No obstante, este vicio mío, según veo, es inofensivo comparado con los de los fanáticos políticos, los intrigantes militares, los cruza­dos del vicio y otros tipos detestables. Al propalar al mundo mi admi­ración y afecto, mi gratitud y reverencia, por dos escritores franceses vivos, Blaise Cendrars y Jean Giono, no creo hacer ningún daño. Qui­zá peque de indiscreto; quizá se me considere un bobo ingenuo, quizá se me critique con justicia o no por mi gusto o por mi falta de gusto; quizá sea culpable, en el más elevado sentido, de “manosear” el destino de los demás; quizá me rebaje por convertirme en un “pro­pagandista” más, ¿pero acaso perjudico a alguien?
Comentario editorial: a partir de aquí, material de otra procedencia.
//! Dataplane operation contexts handed from the engine to the plugin
//! The engine owns every [`DplaneContext`] before it is
//! dequeued and after it is finally pushed back onto the engine's output
//! queue; the plugin only ever borrows one long enough to encode it.

use std::net::{IpAddr, Ipv6Addr};

use derive_builder::Builder;

use crate::consts::tlv::Srv6Action;

/// An IPv4 or IPv6 network prefix.
#[derive(Clone, Copy, Debug, PartialEq, Eq)]
pub struct Prefix {
    pub addr: IpAddr,
    pub prefix_len: u8,
}

impl Prefix {
    pub fn new(addr: IpAddr, prefix_len: u8) -> Self {
        Prefix { addr, prefix_len }
    }

    pub fn is_v6(&self) -> bool {
        matches!(self.addr, IpAddr::V6(_))
    }
}

/// One nexthop within a [`NexthopGroup`], including the SRv6 extensions a
/// route's selected nexthop may carry.
#[derive(Clone, Debug, Default, PartialEq, Eq)]
pub struct Nexthop {
    pub gateway: Option<IpAddr>,
    pub ifindex: u32,
    pub ifname: Option<String>,
    pub weight: Option<u8>,
    /// Non-`None` when this nexthop is an SRv6 localsid endpoint
    /// ("SRv6 localsid route").
    pub seg6local_action: Option<Srv6Action>,
    /// The SRv6 VPN SID this nexthop encapsulates into, when nonzero
    /// ("SRv6 VPN route"). `seg6local_action` and this
    /// field are mutually exclusive.
    pub seg6_vpn_sid: Option<Ipv6Addr>,
}

impl Nexthop {
    pub fn plain(gateway: Option<IpAddr>, ifindex: u32, ifname: impl Into<String>) -> Self {
        Nexthop {
            gateway,
            ifindex,
            ifname: Some(ifname.into()),
            ..Default::default()
        }
    }
}

/// A reusable set of nexthops a route may select.
#[derive(Clone, Debug, Default, PartialEq, Eq)]
pub struct NexthopGroup {
    pub id: Option<u32>,
    pub nexthops: Vec<Nexthop>,
}

impl NexthopGroup {
    pub fn single(nh: Nexthop) -> Self {
        NexthopGroup {
            id: None,
            nexthops: vec![nh],
        }
    }

    pub fn is_multipath(&self) -> bool {
        self.nexthops.len() > 1
    }

    /// The nexthop the route encoder should inspect for SRv6 extensions:
    /// the single selected nexthop (multipath SRv6 is not modeled by the
    /// upstream protocol and is out of scope here).
    pub fn selected(&self) -> Option<&Nexthop> {
        if self.nexthops.len() == 1 {
            self.nexthops.first()
        } else {
            None
        }
    }
}

/// Incoming label and its outgoing actions for one LSP table entry.
#[derive(Clone, Debug, PartialEq, Eq)]
pub struct LspInfo {
    pub in_label: u32,
    pub nexthops: Vec<LspNexthop>,
}

#[derive(Clone, Debug, PartialEq, Eq)]
pub struct LspNexthop {
    pub out_label: Option<u32>,
    pub gateway: Option<IpAddr>,
    pub ifindex: u32,
}

/// A router-MAC entry for an EVPN L3VNI.
#[derive(Clone, Copy, Debug, PartialEq, Eq)]
pub struct RmacInfo {
    pub vni: u32,
    pub mac: [u8; 6],
    pub vtep: IpAddr,
    /// Index of the VXLAN device this FDB entry belongs to (`ndm_ifindex`).
    pub ifindex: u32,
}

/// The kind of dataplane operation a context represents. Kinds not
/// handled elsewhere (address changes aside) collapse
/// into [`DplaneOp::Other`] and are never encoded.
#[derive(Clone, Debug, PartialEq, Eq)]
pub enum DplaneOp {
    RouteInstall,
    RouteUpdate { old_proto: u8, new_proto: u8 },
    RouteDelete,
    NhInstall,
    NhUpdate,
    NhDelete,
    LspInstall,
    LspUpdate,
    LspDelete,
    MacInstall,
    MacDelete,
    /// Address install/uninstall on an interface; only "lo" addresses are
    /// meaningful to the core (drives `fpm_srv6_route_reset`).
    AddrInstall,
    AddrUninstall,
    /// Anything else the engine may hand over; silently ignored.
    Other,
}

impl DplaneOp {
    pub fn is_route(&self) -> bool {
        matches!(
            self,
            DplaneOp::RouteInstall | DplaneOp::RouteUpdate { .. } | DplaneOp::RouteDelete
        )
    }

    pub fn is_nexthop_group(&self) -> bool {
        matches!(self, DplaneOp::NhInstall | DplaneOp::NhUpdate | DplaneOp::NhDelete)
    }

    pub fn is_delete(&self) -> bool {
        matches!(
            self,
            DplaneOp::RouteDelete | DplaneOp::NhDelete | DplaneOp::LspDelete | DplaneOp::MacDelete
        )
    }
}

/// One dataplane operation the engine is notifying the plugin about.
#[derive(Clone, Debug, Builder)]
#[builder(setter(strip_option), build_fn(validate = "Self::validate"))]
pub struct DplaneContext {
    pub op: DplaneOp,
    #[builder(default)]
    pub prefix: Option<Prefix>,
    #[builder(default)]
    pub nhg: Option<NexthopGroup>,
    #[builder(default)]
    pub table_id: u32,
    #[builder(default)]
    pub vrf_id: u32,
    #[builder(default)]
    pub protocol: u8,
    #[builder(default)]
    pub ifname: Option<String>,
    /// Whether the engine signals replace semantics for a v6 install
    /// v4 installs always carry `REPLACE` regardless of
    /// this flag.
    #[builder(default = "true")]
    pub replace: bool,
    #[builder(default)]
    pub lsp: Option<LspInfo>,
    #[builder(default)]
    pub mac: Option<RmacInfo>,
}

impl DplaneContextBuilder {
    fn validate(&self) -> Result<(), String> {
        Ok(())
    }
}

impl DplaneContext {
    /// True for a `DPLANE_OP_ADDR_{IN,UN}INSTALL` on interface `lo`
    /// the encap source address candidate list may have
    /// changed, and the RIB walker's SRv6 destinations need re-marking.
    pub fn is_lo_address_change(&self) -> bool {
        matches!(self.op, DplaneOp::AddrInstall | DplaneOp::AddrUninstall)
            && self.ifname.as_deref() == Some("lo")
    }
}

#[cfg(test)]
mod test {
    use super::*;

    #[test]
    fn selected_nexthop_requires_singlepath() {
        let nhg = NexthopGroup {
            id: None,
            nexthops: vec![Nexthop::default(), Nexthop::default()],
        };
        assert!(nhg.selected().is_none());
        assert!(nhg.is_multipath());
    }

    #[test]
    fn builder_defaults_optional_fields() {
        let ctx = DplaneContextBuilder::default()
            .op(DplaneOp::RouteDelete)
            .build()
            .unwrap();
        assert!(ctx.prefix.is_none());
        assert_eq!(ctx.table_id, 0);
    }
}
//! Decoding of inbound messages from the FPM peer.
//!
//! Only `RTM_NEWROUTE` is meaningful inbound: the peer echoes back
//! routes it learned from other sources so they can be redistributed.
//! Everything else is logged and dropped.

use std::net::IpAddr;

use log::debug;

use crate::{
    consts::{
        nl::{af, NlmF, RtmType},
        rtnl::Rta,
    },
    err::FrameError,
    nl::{NlmsghdrView, NLMSGHDR_LEN},
};

/// A route the peer notified us about, translated from raw attributes
/// into the handful of fields the engine's redistribution path needs.
#[derive(Debug, Clone, PartialEq, Eq)]
pub struct RouteNotify {
    pub addr: IpAddr,
    pub prefix_len: u8,
    pub table_id: u8,
    pub protocol: u8,
    pub gateway: Option<IpAddr>,
    pub oif: Option<u32>,
}

/// Parse one netlink message payload (header already stripped by the
/// frame decoder). Returns `Ok(None)` for message types other than
/// `RTM_NEWROUTE`, which this plugin has no use for inbound.
pub fn decode_route_notify(payload: &[u8]) -> Result<Option<RouteNotify>, FrameError> {
    let view = NlmsghdrView::parse(payload).ok_or(FrameError::ShortLength(payload.len() as u16))?;
    if (view.nlmsg_len as usize) < NLMSGHDR_LEN {
        return Err(FrameError::ShortNlmsgLen(view.nlmsg_len));
    }
    if view.nlmsg_len as usize > payload.len() {
        return Err(FrameError::InnerTooLong {
            nlmsg_len: view.nlmsg_len,
            payload_len: payload.len(),
        });
    }
    if RtmType::from(view.nlmsg_type) != RtmType::NewRoute {
        return Ok(None);
    }
    if !NlmF::from_bits_truncate(view.nlmsg_flags).contains(NlmF::REQUEST) {
        debug!("fpm: skipping non-request route-notify (nlmsg_flags={:#x})", view.nlmsg_flags);
        return Ok(None);
    }

    let body = &payload[NLMSGHDR_LEN..view.nlmsg_len as usize];
    if body.len() < 12 {
        return Err(FrameError::ShortLength(body.len() as u16));
    }
    let family = body[0];
    let prefix_len = body[1];
    let table_id = body[4];
    let protocol = body[5];

    let mut addr = None;
    let mut gateway = None;
    let mut oif = None;
    let mut cursor = 12;
    while cursor + 4 <= body.len() {
        let rta_len = u16::from_ne_bytes([body[cursor], body[cursor + 1]]) as usize;
        if rta_len < 4 || cursor + rta_len > body.len() {
            break;
        }
        let rta_type = u16::from_ne_bytes([body[cursor + 2], body[cursor + 3]]);
        let attr_payload = &body[cursor + 4..cursor + rta_len];
        match Rta::from(rta_type) {
            Rta::Dst => addr = parse_addr(family, attr_payload),
            Rta::Gateway => gateway = parse_addr(family, attr_payload),
            Rta::Oif => {
                if attr_payload.len() == 4 {
                    oif = Some(u32::from_ne_bytes(attr_payload.try_into().unwrap()));
                }
            }
            _ => {}
        }
        cursor += crate::attr::alignto(rta_len);
    }

    let addr = match addr {
        Some(a) => a,
        None => return Ok(None),
    };

    Ok(Some(RouteNotify {
        addr,
        prefix_len,
        table_id,
        protocol,
        gateway,
        oif,
    }))
}

fn parse_addr(family: u8, bytes: &[u8]) -> Option<IpAddr> {
    if family == af::INET && bytes.len() == 4 {
        Some(IpAddr::from(<[u8; 4]>::try_from(bytes).unwrap()))
    } else if family == af::INET6 && bytes.len() == 16 {
        Some(IpAddr::from(<[u8; 16]>::try_from(bytes).unwrap()))
    } else {
        None
    }
}

#[cfg(test)]
mod test {
    use super::*;
    use crate::{
        attr::TlvWriter,
        consts::{nl::NlmF, rtnl::Rta},
        nl::wrap_nlmsg,
    };
    use std::net::Ipv4Addr;

    #[test]
    fn decodes_new_route_with_dst_and_gateway() {
        let mut tlv = TlvWriter::new();
        tlv.push(Rta::Dst, &[10, 0, 0, 0]);
        tlv.push(Rta::Gateway, &[192, 0, 2, 1]);
        tlv.push_u32(Rta::Oif, 3);
        let mut rtm = [0u8; 12];
        rtm[0] = af::INET;
        rtm[1] = 24;
        rtm[4] = 254;
        rtm[5] = 2; // rtprot kernel
        let mut payload = rtm.to_vec();
        payload.extend_from_slice(tlv.as_bytes());
        let msg = wrap_nlmsg(u16::from(RtmType::NewRoute), NlmF::REQUEST, &payload);

        let notify = decode_route_notify(&msg).unwrap().unwrap();
        assert_eq!(notify.addr, IpAddr::V4(Ipv4Addr::new(10, 0, 0, 0)));
        assert_eq!(notify.prefix_len, 24);
        assert_eq!(notify.gateway, Some(IpAddr::V4(Ipv4Addr::new(192, 0, 2, 1))));
        assert_eq!(notify.oif, Some(3));
    }

    #[test]
    fn ignores_non_route_messages() {
        let msg = wrap_nlmsg(u16::from(RtmType::NewNeigh), NlmF::REQUEST, &[0u8; 12]);
        assert!(decode_route_notify(&msg).unwrap().is_none());
    }

    #[test]
    fn skips_new_route_without_request_flag() {
        let mut rtm = [0u8; 12];
        rtm[0] = af::INET;
        let msg = wrap_nlmsg(u16::from(RtmType::NewRoute), NlmF::MULTI, &rtm);
        assert!(decode_route_notify(&msg).unwrap().is_none());
    }
}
Ya no soy joven. Tengo, para ser exacto, cincuenta y ocho años. (-Je me nomme Louis Salavin-). En lugar de ser menos apasionado con los libros, encuentro que sucede lo contrario. Quizá mis extravagantes manifestaciones contengan un elemento de insensibilidad, pero nunca fui lo que se llama “discreto” o “delicado”. El mío es un toque tosco, pero honesto y sincero, de todos modos. Así, si soy culpable, pido perdón de ante­mano a mis amigos Giono y Cendrars. Les ruego que me desahucien si vuelco el ridículo sobre sus cabezas. Pero no me abstendré de hablar. El curso de las páginas precedentes, el curso de toda mi vida, en efecto, me lleva a esta declaración de amor y adoración.